Delegate from Massachusetts to the Continental Congress
- In office January 8, 1777 – April 3, 1782
- Preceded by: Rufus King
- Succeeded by: John Lowell

Secretary of the Congressional Committee on Foreign Affairs
- In office April 17, 1777 – January 6, 1781
- Preceded by: Thomas Paine
- Succeeded by: Office abolished

Personal details
- Born: October 31, 1737 Boston, Massachusetts, British America
- Died: July 14, 1814 (aged 76) Windham, Massachusetts, U.S.
- Children: James
- Parent: John Lovell
- Alma mater: Harvard University (MA)

= James Lovell (politician) =

American Founding Father and politician

James Lovell (October 31, 1737 - July 14, 1814) was a United States Founding Father, educator, and statesman from Boston, Massachusetts. He was a delegate for Massachusetts to the Continental Congress from 1777 to 1782. He was a signatory to the Articles of Confederation.

==Early life==
Lovell was born in Boston and had his preparatory education at the Boston Latin School. His father John Lovell (1710-1778) was the school's headmaster from 1738 until 1775. James attended Harvard and graduated in 1756. He then joined his father and taught at the Latin School, while continuing his own studies. He received a Master of Arts degree from Harvard in 1759. Father and son continued their work in the Latin School until it was closed in April 1775, during the Siege of Boston in the American Revolutionary War.

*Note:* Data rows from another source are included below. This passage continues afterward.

use serde::{Deserialize, Serialize};

/// Wall-clock instant split into whole seconds and the sub-second remainder.
///
/// `nanos` is always in `[0, 1_000_000_000)` — it never carries whole seconds.
#[derive(Debug, Clone, Copy, PartialEq, Eq, PartialOrd, Ord, Serialize, Deserialize)]
pub struct Timestamp {
    pub secs: u64,
    pub nanos: u32,
}

impl Timestamp {
    /// Build a timestamp, folding any whole seconds in `nanos` into `secs`.
    pub fn new(secs: u64, nanos: u32) -> Self {
        const NANOS_PER_SEC: u32 = 1_000_000_000;
        Self {
            secs: secs + u64::from(nanos / NANOS_PER_SEC),
            nanos: nanos % NANOS_PER_SEC,
        }
    }
}

/// Format of a single attachment. One value at a time — message-level
/// content flags live in [`crate::flags`].
#[derive(Debug, Clone, Copy, PartialEq, Eq, Serialize, Deserialize)]
#[serde(rename_all = "lowercase")]
pub enum MediaKind {
    Video,
    Image,
    Gif,
    Audio,
}

impl MediaKind {
    /// Stable storage code for this kind.
    pub fn code(self) -> u8 {
        match self {
            MediaKind::Video => 0,
            MediaKind::Image => 1,
            MediaKind::Gif => 2,
            MediaKind::Audio => 3,
        }
    }

    pub fn from_code(code: u8) -> Option<Self> {
        match code {
            0 => Some(MediaKind::Video),
            1 => Some(MediaKind::Image),
            2 => Some(MediaKind::Gif),
            3 => Some(MediaKind::Audio),
            _ => None,
        }
    }
}

/// Placement of one media item on the composite-attachment grid.
///
/// The grid is 0–255 in both axes; a lone attachment ignores these entirely.
#[derive(Debug, Clone, Copy, Default, PartialEq, Eq, Serialize, Deserialize)]
pub struct MediaCoordinates {
    pub x: u8,
    pub y: u8,
    pub span_x: u8,
    pub span_y: u8,
}

/// One attachment: a cached file path plus layout metadata.
///
/// Paths are relative to the caller's cache root (e.g. `audio/20240915T145701.ogg`),
/// never absolute — the engine stores paths, not blobs.
#[derive(Debug, Clone, PartialEq, Eq, Serialize, Deserialize)]
pub struct MediaItem {
    pub kind: MediaKind,
    pub path: String,
    /// Preview/thumbnail path. Meaningful for visual kinds; usually absent for audio.
    pub preview: Option<String>,
    pub coordinates: MediaCoordinates,
}

/// Media carried by a message.
///
/// `None` and `Group(vec![])` are distinct states: a message with no media at
/// all versus a message that is an (empty) album. Both round-trip through the
/// store unchanged.
#[derive(Debug, Clone, PartialEq, Eq, Serialize, Deserialize)]
pub enum MediaPayload {
    None,
    Single(MediaItem),
    Group(Vec<MediaItem>),
}

impl MediaPayload {
    /// The attached items as a slice, in layout order.
    pub fn items(&self) -> &[MediaItem] {
        match self {
            MediaPayload::None => &[],
            MediaPayload::Single(item) => std::slice::from_ref(item),
            MediaPayload::Group(items) => items,
        }
    }
}

/// One chat message as cached locally.
#[derive(Debug, Clone, PartialEq, Eq, Serialize, Deserialize)]
pub struct Message {
    /// Identifier of the message inside its channel; `(channel, id)` is unique.
    pub id: u64,
    /// Content-flag bitmask (see [`crate::flags`]); stored verbatim, never interpreted.
    pub flags: u32,
    pub text: Option<String>,
    pub media: MediaPayload,
    pub sender: u64,
    pub channel: u64,
    pub sent_at: Timestamp,
    /// Id of the message this one replies to; `0` means "not a reply".
    /// The store does not require the target to exist.
    pub reply_id: u64,
}

/// One conversation/broadcast target as cached locally.
#[derive(Debug, Clone, PartialEq, Eq, Serialize, Deserialize)]
pub struct Channel {
    pub id: u64,
    pub title: String,
    pub description: Option<String>,
    pub avatar: Option<String>,
    /// Set when the channel is first stored; later upserts keep the original.
    pub created_at: Timestamp,
    /// Local "subscribed" flag. Toggled by the caller, never by a sync merge.
    pub enabled: bool,
    /// Opaque capability codes, order-preserving. The engine never interprets them.
    pub permissions: Vec<u16>,
}

#[cfg(test)]
mod tests {
    use super::*;

    #[test]
    fn timestamp_folds_whole_seconds() {
        let ts = Timestamp::new(10, 2_500_000_000);
        assert_eq!(ts.secs, 12);
        assert_eq!(ts.nanos, 500_000_000);

        let plain = Timestamp::new(10, 999_999_999);
        assert_eq!(plain.secs, 10);
        assert_eq!(plain.nanos, 999_999_999);
    }

    #[test]
    fn payload_items_views() {
        let item = MediaItem {
            kind: MediaKind::Image,
            path: "img/a.png".into(),
            preview: None,
            coordinates: MediaCoordinates::default(),
        };
        assert!(MediaPayload::None.items().is_empty());
        assert_eq!(MediaPayload::Single(item.clone()).items().len(), 1);
        assert!(MediaPayload::Group(vec![]).items().is_empty());
        assert_eq!(MediaPayload::Group(vec![item.clone(), item]).items().len(), 2);
    }

    #[test]
    fn media_kind_codes_round_trip() {
        for kind in [MediaKind::Video, MediaKind::Image, MediaKind::Gif, MediaKind::Audio] {
            assert_eq!(MediaKind::from_code(kind.code()), Some(kind));
        }
        assert_eq!(MediaKind::from_code(9), None);
    }

    #[test]
    fn channel_serializes_cleanly() {
        let channel = Channel {
            id: 7,
            title: "general".into(),
            description: None,
            avatar: Some("icons/7.png".into()),
            created_at: Timestamp::new(1_700_000_000, 42),
            enabled: true,
            permissions: vec![1, 4],
        };
        let json = serde_json::to_string(&channel).unwrap();
        let back: Channel = serde_json::from_str(&json).unwrap();
        assert_eq!(back, channel);
    }
}
//! Channel-list synchronization against the remote directory service.
//!
//! Networking here is deliberately blocking: the boundary this library sits
//! behind is synchronous, and an internal runtime would buy nothing but
//! cross-language pain. Deadlines are the caller's job.

pub mod error;
mod response;

pub use error::SyncError;

use std::collections::{HashMap, HashSet};

use reqwest::{StatusCode, Url, blocking::Client, header::AUTHORIZATION};
use tracing::{debug, info};

use hearth_db::Database;
use hearth_types::Channel;

use response::ChannelsResponse;

/// The directory caps one listing page at this many channels; longer lists
/// are fetched by advancing `offset` until a short page arrives.
pub const PAGE_SIZE: u32 = 150;

/// Fetch the authoritative channel list for the authenticated user and merge
/// it into the local store.
///
/// The merge is upsert-by-id and all-or-nothing: any network, auth, or parse
/// failure — on any page — leaves the store untouched. On success the merged
/// channels are re-read from the store, so the returned records carry the
/// preserved `created_at` and local `enabled` values rather than the raw
/// response's.
pub fn load_channels(
    db: &Database,
    uid: u64,
    token: &str,
    directory_url: &str,
) -> Result<Vec<Channel>, SyncError> {
    let endpoint = channels_endpoint(directory_url)?;
    let client = Client::builder().build()?;
    let auth = format!("{uid}-{token}");

    let mut fetched: Vec<Channel> = Vec::new();
    loop {
        let page = fetch_page(&client, &endpoint, &auth, fetched.len() as u32)?;
        let count = page.count;
        fetched.extend(page.data.into_iter().map(Channel::from));
        if count != PAGE_SIZE {
            break;
        }
    }

    db.upsert_channels(&fetched)?;

    let mut stored: HashMap<u64, Channel> = db
        .get_channels()?
        .into_iter()
        .map(|c| (c.id, c))
        .collect();
    let mut seen = HashSet::new();
    let merged: Vec<Channel> = fetched
        .iter()
        .filter(|c| seen.insert(c.id))
        .filter_map(|c| stored.remove(&c.id))
        .collect();

    info!("synchronized {} channels from directory", merged.len());
    Ok(merged)
}

fn channels_endpoint(directory_url: &str) -> Result<Url, SyncError> {
    let mut url = Url::parse(directory_url)
        .map_err(|_| SyncError::InvalidUrl(directory_url.to_string()))?;
    url.path_segments_mut()
        .map_err(|_| SyncError::InvalidUrl(directory_url.to_string()))?
        .pop_if_empty()
        .extend(["user", "@me", "channels"]);
    Ok(url)
}

fn fetch_page(
    client: &Client,
    endpoint: &Url,
    auth: &str,
    offset: u32,
) -> Result<ChannelsResponse, SyncError> {
    let mut url = endpoint.clone();
    url.query_pairs_mut()
        .append_pair("sort", "asc")
        .append_pair("order", "activity")
        .append_pair("meta", "true")
        .append_pair("offset", &offset.to_string());

    debug!("requesting channel page at offset {offset}");
    let resp = client.get(url).header(AUTHORIZATION, auth).send()?;

    let status = resp.status();
    if status == StatusCode::UNAUTHORIZED || status == StatusCode::FORBIDDEN {
        return Err(SyncError::Auth(status.as_u16()));
    }
    if !status.is_success() {
        return Err(SyncError::Status(status.as_u16()));
    }

    let body = resp.text()?;
    let page: ChannelsResponse =
        serde_json::from_str(&body).map_err(|e| SyncError::Parse(e.to_string()))?;
    if page.status != "ok" {
        return Err(SyncError::Parse(format!(
            "directory status {:?}",
            page.status
        )));
    }
    Ok(page)
}
//! The closed status-code taxonomy of the boundary.
//!
//! `0` is success; every failure is one of the negative codes below. Array
//! returns fold the code into the `count` field instead of using a second
//! status channel.

use hearth_db::StoreError;
use hearth_sync::SyncError;

pub const HEARTH_OK: i32 = 0;
/// A null engine handle was passed where an open one is required.
pub const HEARTH_ERR_NOT_INITIALIZED: i32 = -1;
/// The store file could not be opened (or the path argument was unusable).
pub const HEARTH_ERR_STORAGE_OPEN: i32 = -2;
/// Schema-level or other storage failure; fatal to the session.
pub const HEARTH_ERR_SCHEMA: i32 = -3;
/// The batch violated a constraint; nothing was persisted.
pub const HEARTH_ERR_CONSTRAINT: i32 = -4;
/// A result could not be materialized for the caller.
pub const HEARTH_ERR_ALLOCATION: i32 = -5;
/// Transport-level failure reaching the directory service.
pub const HEARTH_ERR_NETWORK: i32 = -6;
/// The directory service rejected the credentials.
pub const HEARTH_ERR_AUTH: i32 = -7;
/// The directory response could not be parsed.
pub const HEARTH_ERR_PARSE: i32 = -8;

/// The status code a store failure crosses the boundary as.
pub fn store_status(err: &StoreError) -> i32 {
    match err {
        StoreError::Open { .. } => HEARTH_ERR_STORAGE_OPEN,
        StoreError::Constraint(_) => HEARTH_ERR_CONSTRAINT,
        StoreError::Poisoned | StoreError::Corrupt(_) | StoreError::Sqlite(_) => HEARTH_ERR_SCHEMA,
    }
}

/// The status code a sync failure crosses the boundary as.
pub fn sync_status(err: &SyncError) -> i32 {
    match err {
        SyncError::InvalidUrl(_) | SyncError::Network(_) | SyncError::Status(_) => {
            HEARTH_ERR_NETWORK
        }
        SyncError::Auth(_) => HEARTH_ERR_AUTH,
        SyncError::Parse(_) => HEARTH_ERR_PARSE,
        SyncError::Store(e) => store_status(e),
    }
}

While the school produced a number of revolutionary leaders, including John Hancock and Samuel Adams, the approaching revolution split father and son. John Lovell wrote and endorsed Loyalist or Tory positions, while James became aligned with the Whigs and associated growing rebel sentiment. He was chosen to give an oration to the town the first year after the Boston Massacre, which he delivered at the Old South Church. Following the Battle of Bunker Hill on June 17, 1775, the new military Governor William Howe, ordered the arrest of likely dissidents in Boston. James Lovell was picked up in the sweep and spent nine months in the Boston Stone Jail.

General Howe evacuated Boston in March 1776, taking all British troops and Loyalists. James was transported with the British fleet as a prisoner and taken to Halifax, Nova Scotia, where he spent nine months in the jail. His father also sailed with the British fleet to Halifax in March 1776, as part of the general exodus of Loyalists when British forces abandoned the city. In November 1776, James was exchanged for Colonel Philip Skene. When he got back to Boston in December, he was elected to be a delegate to the Continental Congress, to which he served until 1782.

==Congressional career==
Lovell served effectively in the Congress during the six years that were critical to the American Revolution. He was particularly important as a long-term member of the Committee of Foreign Correspondence and that of Secret Correspondence. He signed the Articles of Confederation, endorsing them for Massachusetts on July 9, 1778. During his appointment to the Committee for Foreign Affairs, he created and implemented ciphers for the country. The ciphers he created were somewhat difficult and complex to use as described and referenced by John Adams "I have letters from the president and from Lovell, the last unintelligible, in ciphers, but inexplicable by his own cipher." and Benjamin Franklin "If you can find the key & decypher it, I shall be glad, having myself try'd in vain." as expressed in their letters to Francis Dana of March 1781.

In one area his performance was controversial. In 1776 and 1777, there was a growing struggle for influence and command in the Continental Army. Lovell became a supporter of Horatio Gates in his lobbying quest for command. He encouraged Gates in reporting directly to Congress, in effect going over General Washington's head. This reached its peak when Gates was given command of the Northern Department, replacing Philip Schuyler in the summer of 1777. The controversy also extended into his family along political lines as he was a fervent Whig as opposed to his father who was a Loyalist.

Lovell was also a frequent correspondent with both John and Abigail Adams. In his correspondence to Abigail, he flirted wondering what John was doing with his private time in France. He also used Abigail's pet name of Portia in his correspondence.

==Later events ==
After his term in Congress, Lovell returned to teaching but continued to hold various political offices. He was collector of taxes in Massachusetts from 1784 to 1788 and Customs Officer of Boston in 1778 and 1789. He was appointed as a naval officer of the port of Boston and Charlestown from 1789 and held that position until his death. He died in Windham, Maine (then part of Massachusetts) on July 14, 1814.

==Family ==
His son, James Lovell (1758-1850) served in the Continental Army from 1776 to 1782. After graduating from Harvard in 1776, he joined the 16th Massachusetts regiment as a lieutenant and saw action at Battle of Monmouth and in Rhode Island. In 1779, he was assigned as adjutant and major to Light Horse Harry Lee's Southern Legion and fought in the southern campaigns. He is reported to have fought valiantly and was wounded several times.

Lovell's grandson was Joseph Lovell, who served as the first Surgeon General of the Army from 1818 until 1836.